Les origines de la maroquinerie
La peau animale est présente depuis les débuts de l’Humanité dans le quotidien des hommes. Mais il leur a fallu en acquérir les techniques de transformation pour l’adapter à leurs besoins les plus variés.
Ainsi, les vêtements et objets en peau que portait Ötzi, l’homme des glaces retrouvé en 1991 dans les Alpes (3500 à 3100 avant notre ère) témoignent de l’ancienneté du matériau et de son usage.
Des chaussures et des arcs en bois portant des bandes transversales en cuir ont été retrouvés au Soudan (Kerma) ou en Europe. Tous sont datés du troisième millénaire avant JC, mais traduisent déjà d’une grande maîtrise des techniques du travail du cuir et d’un réel savoir-faire.
Aucune information n’existe sur les procédés de la Préhistoire. Cependant, les outils en os ou en pierre destinés à racler ou écharner les peaux qui sont utilisés de nos jours par certaines communautés d’Amérique du Nord, du Groenland, de Sibérie ou d’Afrique sont les mêmes que ceux qui ont été exhumés par les archéologues.
Les premières représentations graphiques de la fabrication de sandales ou de courroies nous viennent de l’Égypte antique, où étaient déjà couramment fabriqués de petits objets en cuir comme des harnais, des instruments de musique, des outres, etc.
La cuirasse des soldats de l’Antiquité grecque et romaine présente elle aussi des pièces de cuir : celle des cavaliers grecs est constituée d’une simple pièce de cuir moulant le torse et renforcée de petits disques de bronze. Les soldats des armées romaines quant à eux portent une cuirasse élaborée à partir de lanières de cuir superposées et disposées horizontalement autour du torse.

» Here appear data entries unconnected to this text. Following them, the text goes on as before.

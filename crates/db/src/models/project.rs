//! Project entity model and DTOs.

use serde::Serialize;
use sqlx::FromRow;
use taskboard_core::status::StatusId;
use taskboard_core::types::{DbId, Timestamp};

use crate::models::status::StatusEntry;

/// A `projects` row joined with its `project_statuses` name.
#[derive(Debug, Clone, FromRow)]
pub struct ProjectRow {
    pub id: DbId,
    pub name: String,
    pub description: String,
    pub start_date: Timestamp,
    pub end_date: Timestamp,
    pub status_id: StatusId,
    pub status_name: String,
    pub created_at: Timestamp,
    pub updated_at: Timestamp,
}

/// Project as returned to API clients, with its status resolved.
#[derive(Debug, Clone, Serialize)]
pub struct Project {
    pub id: DbId,
    pub name: String,
    pub description: String,
    pub start_date: Timestamp,
    pub end_date: Timestamp,
    pub status_id: StatusId,
    pub status: StatusEntry,
    pub created_at: Timestamp,
    pub updated_at: Timestamp,
}

impl From<ProjectRow> for Project {
    fn from(row: ProjectRow) -> Self {
        Self {
            id: row.id,
            name: row.name,
            description: row.description,
            start_date: row.start_date,
            end_date: row.end_date,
            status_id: row.status_id,
            status: StatusEntry {
                id: row.status_id,
                name: row.status_name,
            },
            created_at: row.created_at,
            updated_at: row.updated_at,
        }
    }
}

/// DTO for creating a new project.
///
/// Carries no status: new projects always start in `ProjectStatus::INITIAL`.
#[derive(Debug, Clone)]
pub struct CreateProject {
    pub name: String,
    pub description: String,
    pub start_date: Timestamp,
    pub end_date: Timestamp,
}

/// DTO for updating an existing project. All fields are optional.
#[derive(Debug, Clone, Default)]
pub struct UpdateProject {
    pub name: Option<String>,
    pub description: Option<String>,
    pub start_date: Option<Timestamp>,
    pub end_date: Option<Timestamp>,
    pub status_id: Option<StatusId>,
}

impl UpdateProject {
    /// `true` when the patch would not change anything.
    pub fn is_empty(&self) -> bool {
        self.name.is_none()
            && self.description.is_none()
            && self.start_date.is_none()
            && self.end_date.is_none()
            && self.status_id.is_none()
    }
}
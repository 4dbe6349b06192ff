//! Field-level validation helpers shared by the request boundary and the
//! lifecycle services.

use chrono::{DateTime, NaiveDate, Utc};

use crate::error::CoreError;
use crate::types::{DbId, Timestamp};

/// `true` when the value is empty or only whitespace.
fn is_blank(value: &str) -> bool {
    value.trim().is_empty()
}

/// Reject empty or whitespace-only strings.
pub fn require_non_blank(value: &str, field: &str) -> Result<(), CoreError> {
    if is_blank(value) {
        return Err(CoreError::Validation(format!("{field} must not be empty")));
    }
    Ok(())
}

/// Unwrap a field the request must carry.
pub fn require_field<T>(value: Option<T>, field: &str) -> Result<T, CoreError> {
    value.ok_or_else(|| CoreError::Validation(format!("{field} is required")))
}

/// Reject ids that can never name a row (BIGSERIAL starts at 1).
pub fn require_positive_id(id: DbId, field: &str) -> Result<(), CoreError> {
    if id <= 0 {
        return Err(CoreError::Validation(format!(
            "{field} must be a positive integer, got {id}"
        )));
    }
    Ok(())
}

/// Parse a date field.
///
/// Accepts a full RFC 3339 timestamp (`2025-01-01T12:00:00Z`) or a bare
/// calendar date (`2025-01-01`), which is taken as midnight UTC.
pub fn parse_date(raw: &str, field: &str) -> Result<Timestamp, CoreError> {
    let raw = raw.trim();
    if let Ok(ts) = DateTime::parse_from_rfc3339(raw) {
        return Ok(ts.with_timezone(&Utc));
    }
    NaiveDate::parse_from_str(raw, "%Y-%m-%d")
        .ok()
        .and_then(|d| d.and_hms_opt(0, 0, 0))
        .map(|dt| dt.and_utc())
        .ok_or_else(|| {
            CoreError::Validation(format!(
                "{field} must be an ISO 8601 date (YYYY-MM-DD) or RFC 3339 timestamp, got '{raw}'"
            ))
        })
}

/// Parse an optional date field, passing `None` through.
pub fn parse_optional_date(raw: Option<&str>, field: &str) -> Result<Option<Timestamp>, CoreError> {
    raw.map(|r| parse_date(r, field)).transpose()
}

Les témoignages attestent ainsi que la fabrication et l’utilisation du cuir sont apparues simultanément il y a des millénaires, dans des régions du globe et des civilisations très éloignées les unes des autres.
Un peu d’étymologie… et d’histoire
L’origine du mot maroquinerie nous transporte au Maroc et tire son origine du terme « Marroqun », qui désigne le fait de tanner la peau de chèvre avec les feuilles d’un arbuste, le sumac. Cette opération, qui permet de rendre la peau imputrescible, est inventée par les marocains, transmise aux musulmans d’Andalousie qui à leur tour l’apprennent aux espagnols.
C’est donc par la péninsule ibérique et à l’époque de la prédominance de la culture arabe que le travail artistique du cuir est introduit en Europe : Cordoue, capitale du Califat (VIIIème siècle), devient le principal centre de production d’un cuir qui prendra le nom de la ville. Le cuir de Cordoue, également appelé cuir d’Espagne, se caractérise par un grain d’une finesse remarquable, à la fois souple et résistant qui fera sa renommée.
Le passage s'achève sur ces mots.